> [PROMPT]
Write out the material in full, matching each line exactly.
*** Opening of EXTRACTED MATERIAL ***
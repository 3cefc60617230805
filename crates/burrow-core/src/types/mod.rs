//! Core data types for Burrow package management.
//!
//! This module provides the fundamental types used throughout Burrow:
//! - Version numbers and their ordering
//! - Version constraints (conjunctions of comparison clauses)
//! - Dependency specifications and project categories
//! - Sources and root requests, the inputs of a resolution pass

pub mod constraint;
pub mod dependency;
pub mod request;
pub mod version;

// Re-export all public types
pub use constraint::{Clause, Constraint, Op};
pub use dependency::{Category, Dependency, DependencyKind, RUNTIME_PACKAGE};
pub use request::{
    LayoutKind, ProxySetting, Requirement, RootDependency, RootRequest, SourceSpec, VcsReference,
};
pub use version::{Version, VersionError};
*** Close of EXTRACTED MATERIAL ***
> [ANSWER SPACE]
repository 3cefc60617230805
filename crates/burrow-core/src/types/mod.rs
//! Core data types for Burrow package management.
//!
//! This module provides the fundamental types used throughout Burrow:
//! - Version numbers and their ordering
//! - Version constraints (conjunctions of comparison clauses)
//! - Dependency specifications and project categories
//! - Sources and root requests, the inputs of a resolution pass

pub mod constraint;
pub mod dependency;
pub mod request;
pub mod version;

// Re-export all public types
pub use constraint::{Clause, Constraint, Op};
pub use dependency::{Category, Dependency, DependencyKind, RUNTIME_PACKAGE};
pub use request::{
    LayoutKind, ProxySetting, Requirement, RootDependency, RootRequest, SourceSpec, VcsReference,
};
pub use version::{Version, VersionError};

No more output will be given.